Step 6: General Management

  • The general principle of management of patients with suspected drug overdose or withdrawal is supportive and includes standard resuscitative measures.

  • Once the patient has been stabilized, the physician must consider how to minimize the bioavailability of toxin not yet absorbed, which antidotes (if any) to administer, and what other measures should be undertaken to enhance elimination.

  • After initial resuscitation, use the specific antidote when available.

    The management of acute intoxication and withdrawal again will depend on the particular neurotransmitters involved (Table 15.2).

Step 7: Manage as per Specific Class

  1. 1.

    Dissociative drugs

    • Acute intoxication: Haloperidol, a presynaptic dopamine antagonist, is useful for blocking significant symptoms of dissociative intoxication.

    • Dose: 1 mg IV every 15–20 min up to maximum 10 mg.

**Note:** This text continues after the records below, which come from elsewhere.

pub mod error;
pub mod firebase_auth;
pub mod firestore;
mod http;
pub mod quotes;
pub mod refreshing;
pub mod session;
pub mod supabase;
pub mod traits;

pub use error::{AuthError, RemoteError, RemoteResult};
pub use firebase_auth::FirebaseAuthClient;
pub use firestore::FirestoreClient;
pub use quotes::{ZenQuotesClient, DEFAULT_QUOTE_URL};
pub use refreshing::{RefreshHook, RefreshingStore};
pub use session::{AuthSession, SessionHandle};
pub use supabase::SupabaseStorage;
pub use traits::{AuthService, DocumentStore, ObjectStorage, QuoteSource};

#[cfg(test)]
pub(crate) mod test_server;
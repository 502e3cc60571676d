/// Habit management command handlers
use anyhow::Result;
use clap::Subcommand;
use habitloop_core::screens::{
    AddHabitAction, AddHabitStore, DashboardAction, DashboardStore, HabitItem, NavigationEvent,
};
use habitloop_core::AppContainer;
use habitloop_storage::{Frequency, Habit};
use tabled::{Table, Tabled};

use super::helpers::{parse_time, parse_weekdays, resolve_habit, truncate_str};

#[derive(Subcommand, Debug)]
pub enum HabitAction {
    /// Add a new habit
    Add {
        name: String,
        #[arg(short, long, default_value = "")]
        description: String,
        #[arg(short, long, default_value = "Health")]
        category: String,
        /// Daily, Weekly or Custom
        #[arg(short, long, default_value = "Daily")]
        frequency: String,
        /// Weekdays for a Custom frequency, e.g. mon,wed,fri
        #[arg(long)]
        days: Option<String>,
        /// Daily reminder time (HH:MM)
        #[arg(short, long)]
        remind: Option<String>,
    },
    /// Edit an existing habit (id or unique id prefix)
    Edit {
        id: String,
        #[arg(short, long)]
        name: Option<String>,
        #[arg(short, long)]
        description: Option<String>,
        #[arg(short, long)]
        category: Option<String>,
        #[arg(short, long)]
        frequency: Option<String>,
        #[arg(long)]
        days: Option<String>,
        /// Reminder time (HH:MM)
        #[arg(short, long)]
        remind: Option<String>,
        /// Turn the reminder off
        #[arg(long, conflicts_with = "remind")]
        no_remind: bool,
    },
    /// List habits and today's completion
    List {
        /// Show habits as compact cards
        #[arg(short, long)]
        grid: bool,
    },
    /// Mark a habit done for today, or undo today's completion
    Toggle { id: String },
}

#[derive(Tabled)]
struct HabitRow {
    #[tabled(rename = "Id")]
    id: String,
    #[tabled(rename = "Habit")]
    name: String,
    #[tabled(rename = "Category")]
    category: String,
    #[tabled(rename = "Frequency")]
    frequency: String,
    #[tabled(rename = "Reminder")]
    reminder: String,
    #[tabled(rename = "Streak")]
    streak: u32,
    #[tabled(rename = "Today")]
    today: &'static str,
}

impl From<&HabitItem> for HabitRow {
    fn from(item: &HabitItem) -> Self {
        let habit = &item.habit;
        let frequency = if habit.frequency == Frequency::Custom {
            let days: Vec<String> = habit.custom_days.iter().map(ToString::to_string).collect();
            format!("Custom ({})", days.join(","))
        } else {
            habit.frequency.to_string()
        };
        Self {
            id: habit.id.chars().take(8).collect(),
            name: truncate_str(&habit.name, 30),
            category: habit.category.clone(),
            frequency,
            reminder: habit
                .reminder_time()
                .map(|(h, m)| format!("{h:02}:{m:02}"))
                .unwrap_or_default(),
            streak: habit.streak,
            today: if item.completed_today { "done" } else { "-" },
        }
    }
}

pub async fn handle_habit_command(app: &AppContainer, action: HabitAction) -> Result<()> {
    match action {
        HabitAction::Add {
            name,
            description,
            category,
            frequency,
            days,
            remind,
        } => {
            let mut actions = vec![
                AddHabitAction::TitleChanged(name),
                AddHabitAction::DescriptionChanged(description),
                AddHabitAction::CategoryChanged(category),
                AddHabitAction::FrequencyChanged(Frequency::parse_lenient(&frequency)),
            ];
            push_schedule_actions(&mut actions, days.as_deref(), remind.as_deref(), false)?;
            save_form(app, None, actions).await
        }
        HabitAction::Edit {
            id,
            name,
            description,
            category,
            frequency,
            days,
            remind,
            no_remind,
        } => {
            let id = resolve_habit(&app.habits.snapshot(), &id)?.id.clone();
            let mut actions = Vec::new();
            if let Some(name) = name {
                actions.push(AddHabitAction::TitleChanged(name));
            }
            if let Some(description) = description {
                actions.push(AddHabitAction::DescriptionChanged(description));
            }
            if let Some(category) = category {
                actions.push(AddHabitAction::CategoryChanged(category));
            }
            if let Some(frequency) = frequency {
                actions.push(AddHabitAction::FrequencyChanged(Frequency::parse_lenient(
                    &frequency,
                )));
            }
            push_schedule_actions(&mut actions, days.as_deref(), remind.as_deref(), no_remind)?;
            save_form(app, Some(&id), actions).await
        }
        HabitAction::List { grid } => {
            let (mut store, _events) =
                DashboardStore::new(app.habits.clone(), &app.auth, app.quotes.clone());
            store.on_action(DashboardAction::ToggleView(grid)).await;
            print_dashboard(&store);
            Ok(())
        }
        HabitAction::Toggle { id } => {
            let habit = resolve_habit(&app.habits.snapshot(), &id)?.clone();
            let (mut store, _events) =
                DashboardStore::new(app.habits.clone(), &app.auth, app.quotes.clone());
            store
                .on_action(DashboardAction::HabitClicked(habit.id.clone()))
                .await;
            store.settle().await;
            report_toggle(&habit, &store);
            Ok(())
        }
    }
}

fn push_schedule_actions(
    actions: &mut Vec<AddHabitAction>,
    days: Option<&str>,
    remind: Option<&str>,
    no_remind: bool,
) -> Result<()> {
    if let Some(days) = days {
        for day in parse_weekdays(days)? {
            actions.push(AddHabitAction::CustomDayToggled(day));
        }
    }
    if let Some(time) = remind {
        let (hour, minute) = parse_time(time)?;
        actions.push(AddHabitAction::ReminderToggled(true));
        actions.push(AddHabitAction::TimeSelected { hour, minute });
    }
    if no_remind {
        actions.push(AddHabitAction::ReminderToggled(false));
    }
    Ok(())
}

async fn save_form(app: &AppContainer, editing: Option<&str>, actions: Vec<AddHabitAction>) -> Result<()> {
    let (mut store, mut events) = AddHabitStore::new(app.habits.clone(), app.scheduler.clone(), editing)?;
    // --days replaces the current selection instead of toggling it
    if actions
        .iter()
        .any(|a| matches!(a, AddHabitAction::CustomDayToggled(_)))
    {
        for day in store.current().custom_days {
            store.on_action(AddHabitAction::CustomDayToggled(day)).await?;
        }
    }
    for action in actions {
        store.on_action(action).await?;
    }
    store.on_action(AddHabitAction::Save).await?;

    if let Some(error) = store.current().error {
        anyhow::bail!(error);
    }
    if matches!(events.try_recv(), Ok(NavigationEvent::NavigateBack)) {
        let form = store.current();
        let verb = if editing.is_some() { "Updated" } else { "Added" };
        println!("{verb} habit '{}'", form.title.trim());
        if form.reminder_enabled {
            println!("Reminders only fire while `habitloop remind` is running");
        }
    }
    Ok(())
}

fn print_dashboard(store: &DashboardStore) {
    let state = store.current();
    if !state.user_name.is_empty() {
        println!("Hello, {}", state.user_name);
    }
    if !state.quote.is_empty() {
        println!("\"{}\" - {}", state.quote, state.quote_author);
    }
    if state.habits.is_empty() {
        println!("No habits yet. Add one with `habitloop habit add <name>`");
        return;
    }

    if state.is_grid_view {
        for item in &state.habits {
            let mark = if item.completed_today { "[x]" } else { "[ ]" };
            println!("{mark} {} ({} day streak)", item.habit.name, item.habit.streak);
        }
    } else {
        let rows: Vec<HabitRow> = state.habits.iter().map(HabitRow::from).collect();
        println!("\n{}", Table::new(rows));
    }
    let done = state.habits.iter().filter(|i| i.completed_today).count();
    println!("\n{done}/{} done today", state.habits.len());
}

fn report_toggle(before: &Habit, store: &DashboardStore) {
    let state = store.current();
    let Some(item) = state.habits.iter().find(|i| i.habit.id == before.id) else {
        return;
    };
    if item.completed_today {
        println!("Completed '{}' - streak {}", item.habit.name, item.habit.streak);
    } else {
        println!("Undid today's '{}' - streak {}", item.habit.name, item.habit.streak);
    }
}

This can be given orally or intramuscularly, too.

      Alternative to haloperidol is risperidone.

    • Chronic intoxication: Desipramine for postwithdrawal depression.

  2. 2.

    Opiates

    • Specific antidote (naloxone, naltrexone, naltrefene): Naloxone, at a dose of 0.1–0.4 mg or 0.01 mg/kg IV, may have to be repeated every 1–2 min.

    • Naloxone should not be used in patients with chronic abuse as it can precipitate seizures or withdrawal.

    • Withdrawal: Methadone is the drug of choice, but not easily available. Clonidine orally/Ryle’s tube 17 μg/kg/day in three to four doses can be used.

  3. 3.

    Hallucinogens

    • Acute intoxication: Benzodiazepines (midazolam, diazepam, alprazolam) are the drug of choice.

    • Withdrawal: Fluoxetine can be given orally.

  4. 4.

    Sedative–hypnotic drugs

    • Acute intoxication: For supportive management, flumazenil is the specific antidote for benzodiazepines but can precipitate seizures or withdrawal in patients with chronic abuse.

    • Chronic intoxication/withdrawal:

      Barbiturates: The equivalent dose of phenobarbitone for a period, which depends on the duration of action of the abused drug for withdrawal effect. Flumazenil can cause seizure in chronic intoxication of barbiturates.

      Benzodiazepines : Long-acting like chlordiazepoxide (Librium) orally/Ryle’s tube maximum up to 25 mg, three to four times a day, or lorazepam 1–2 mg three to four times a day.

      Alcohol: Same as benzodiazepines. If chronic abuse give thiamine 200 mg.

  5. 5.

    Stimulant drugs

    • Acute intoxication: Benzodiazepines (lorazepam) are the drug of choice.

    • Chronic abuse: Bromocriptine and/or desipramine can be given orally.

Summary

  • Patients with substance abuse may present to the hospital with acute intoxication, withdrawal, or infectious and other chronic complications related to drug abuse.

  • Initial resuscitation should be done using the ABCDE approach.

  • Based on detailed history and clinical examination, it may be possible to define a constellation of signs and symptoms or toxidromes, which may help in diagnosing the unknown poison.

  • Specific investigations may be required to diagnose specific substance abuse.

  • After initial resuscitation, use the specific antidote when available.